A far more common approach has been the use of cryogenics, often referred to in science fiction as “hypersleep” or “cryosleep”. It’s one of the most established tropes in science fiction, appearing in such films as Alien, Avatar, Interstellar, and the various Stargate television series. This idea involves freezing astronauts, suspending their cellular activity and (presumably) putting them into a form of hibernation, like bears. And we’ll start there, since this is the most popular trope, and it begins with one major flaw…
Hibernation in Science

The idea of putting astronauts into hibernation has become so ubiquitous that when NASA began planning missions to Mars, they commissioned a scientific study to determine how bears hibernate. The resulting research paper, titled simply “Bears Do Not Hibernate”, was easily one of the most entertaining scientific papers ever written. Essentially, a scientist entered a bear’s den during the winter in order to take its core temperature.
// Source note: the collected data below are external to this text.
use anyhow::Context;
use rehome_client::{MigrationTrigger, SchoolsClient};
use rehome_config::RehomeConfig;
use rehome_core::entities::{Choice, DistrictId, SchoolId, Selection};
use rehome_core::responses::MigrateResponse;
use rehome_core::sink::MemorySink;

use crate::cli::GlobalFlags;
use crate::cli::root_commands::MigrateArgs;
use crate::output::output;

pub async fn handle(
    args: &MigrateArgs,
    config: &RehomeConfig,
    flags: &GlobalFlags,
) -> anyhow::Result<()> {
    let selection = selection_from_args(args);
    let client = SchoolsClient::new(&config.server).context("failed to build HTTP client")?;
    let trigger = MigrationTrigger::with_config(client, &config.general);
    let sink = MemorySink::new();

    let outcome = trigger
        .activate(&selection, &sink)
        .await
        .with_context(|| format!("failed to migrate school {}", selection.school.value))?;
    tracing::debug!(
        school = %selection.school.value,
        district = %selection.district.value,
        outcome = ?outcome,
        "migrate finished"
    );

    let response = MigrateResponse {
        school: selection.school,
        district: selection.district,
        outcome,
    };
    output(&response, flags.format, || sink.content())
}

fn selection_from_args(args: &MigrateArgs) -> Selection {
    let school_label = args.school_label.clone().unwrap_or_else(|| args.school.clone());
    let district_label = args
        .district_label
        .clone()
        .unwrap_or_else(|| args.district.clone());
    Selection::new(
        Choice::new(SchoolId::new(args.school.as_str()), school_label),
        Choice::new(DistrictId::new(args.district.as_str()), district_label),
    )
}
As the researcher inserted a thermometer into the bear’s rectum, the bear raised its head to look back at them.
The research determined that bears do not, in fact, hibernate; rather, they enter a period of “reduced activity”. Subsequent research has determined that true hibernation is only seen in very small mammals, like rodents. The gist of this is that hibernation is likely impossible for humans. However, the question of cryogenics remains. So, would it be possible to simply freeze humans for long space voyages?
Cryogenics in Science

The short answer is no. The longer answer is…probably not. At least not in the way we think of it.
In science, cryogenics is defined as the behavior of materials at very low temperatures. In practical applications, cryogenics is used to preserve organic material (like vaccines) or mitigate heat (as in MRIs). The problem with freezing humans is that our bodies are composed mostly of water. Under normal circumstances, water forms crystals as it freezes. This isn’t a big problem when freezing food, but sensitive tissues, like those in the human eyes or brain, can be irreparably damaged by ice crystal formation. As of the latest research, the concept of cryogenically freezing humans while still alive, and having them wake up after being thawed, is generally accepted to be impossible.
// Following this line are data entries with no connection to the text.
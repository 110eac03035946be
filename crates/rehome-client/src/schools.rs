//! School record endpoints.

use rehome_config::PayloadEncoding;
use rehome_core::entities::SchoolId;
use rehome_core::outcome::{Fetched, Updated};
use rehome_core::record::SchoolRecord;

use crate::{SchoolsClient, error::ClientError, http::check_response, store::SchoolStore};

impl SchoolsClient {
    fn school_url(&self, id: &SchoolId) -> String {
        format!(
            "{}/schools/{}",
            self.base_url,
            urlencoding::encode(id.as_str())
        )
    }

    fn update_url(&self, id: &SchoolId) -> String {
        format!("{}/update", self.school_url(id))
    }
}

impl SchoolStore for SchoolsClient {
    async fn fetch_school(&self, id: &SchoolId) -> Result<Fetched, ClientError> {
        let url = self.school_url(id);
        let resp = self.http.get(&url).send().await?;
        tracing::debug!(method = "GET", %url, status = resp.status().as_u16(), "school request");

        let Some(resp) = check_response(resp).await? else {
            return Ok(Fetched::NotFound);
        };
        let body = resp.text().await?;
        parse_record(&body).map(Fetched::Found)
    }

    async fn update_school(
        &self,
        id: &SchoolId,
        record: &SchoolRecord,
    ) -> Result<Updated, ClientError> {
        let url = self.update_url(id);
        let request = self.http.post(&url);
        let request = match self.payload {
            PayloadEncoding::Form => request.form(&record.form_pairs()),
            PayloadEncoding::Json => request.json(record),
        };
        let resp = request.send().await?;
        tracing::debug!(method = "POST", %url, status = resp.status().as_u16(), "school request");

        let Some(resp) = check_response(resp).await? else {
            return Ok(Updated::NotFound);
        };
        Ok(Updated::Accepted(resp.text().await?))
    }
}

fn parse_record(body: &str) -> Result<SchoolRecord, ClientError> {
    let value: serde_json::Value =
        serde_json::from_str(body).map_err(|e| ClientError::Parse(e.to_string()))?;
    SchoolRecord::from_value(value).map_err(|e| ClientError::Parse(e.to_string()))
}

#[cfg(test)]
mod tests {
    use pretty_assertions::assert_eq;
    use rehome_config::ServerConfig;

    use super::*;

    fn client(base_url: &str) -> SchoolsClient {
        SchoolsClient::new(&ServerConfig {
            base_url: base_url.into(),
            ..ServerConfig::default()
        })
        .unwrap()
    }

    #[test]
    fn urls_follow_service_routes() {
        let client = client("http://central.test");
        let id = SchoolId::new("12");
        assert_eq!(client.school_url(&id), "http://central.test/schools/12");
        assert_eq!(client.update_url(&id), "http://central.test/schools/12/update");
    }

    #[test]
    fn ids_are_percent_encoded() {
        let client = client("http://central.test");
        assert_eq!(
            client.school_url(&SchoolId::new("a/b c")),
            "http://central.test/schools/a%2Fb%20c"
        );
    }

    #[test]
    fn parse_record_keeps_field_order() {
        let record = parse_record(r#"{"name":"Lincoln Elementary","id":12,"district_id":7}"#)
            .unwrap();
        let keys: Vec<&str> = record.fields().keys().map(String::as_str).collect();
        assert_eq!(keys, ["name", "id", "district_id"]);
    }

    #[test]
    fn parse_record_rejects_malformed_json() {
        assert!(matches!(
            parse_record("<html>oops</html>"),
            Err(ClientError::Parse(_))
        ));
    }

    #[test]
    fn parse_record_rejects_non_object() {
        assert!(matches!(parse_record("[]"), Err(ClientError::Parse(msg)) if msg.contains("array")));
    }
}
So, hibernation and cryogenics are out. Where does that leave astronauts on long trips through space? Well, there are a few options, some of which lie along the cutting edge of modern science.
Isochoric Freezing

An emerging technology may offer hope for the freezing method. Isochoric freezing utilizes differences in pressure to lower the temperature of organic material without allowing ice crystals to form. This prevents the destruction of cells. Currently, this process is being explored for food preservation only. However, the ability to freeze something without destroying its tissues may well find human applications, if only in medicine.
Cryonics
Another alternative is fairly simple: if cryogenically freezing a human would kill them, why not simply halt their vital signs before freezing? Cryonics is the process of freezing dead humans. It’s used for preserving cadavers for study, but has seen applications in fringe circles for a very different purpose. Some, when facing a terminal health condition, elect to have their bodies frozen after death. The hope is that at some point in the future medical technology will advance to the point where not only can their condition be cured, but they can also be thawed and revived.
Recent research on mortality has suggested reviving humans long after death may be possible, provided the body was properly preserved and not permitted to decompose. Could cryonics offer a solution to the dilemma presented by cryogenics? Only time will tell.
In any event, it may be better to simply ignore the problem altogether.
Generation Ships
Remember the Nauvoo earlier? The idea of “Generation Ships” vastly predates its use in science fiction. Essentially, the concept involves producing a spacecraft capable of spin gravity (you may wish to refer back to one of my earlier “Science in Fiction” posts about artificial gravity, “A Fundamental Force“). The generation ship addresses the problem of human aging by accepting that the original crew of a spacecraft will grow old and die long before it reaches its destination.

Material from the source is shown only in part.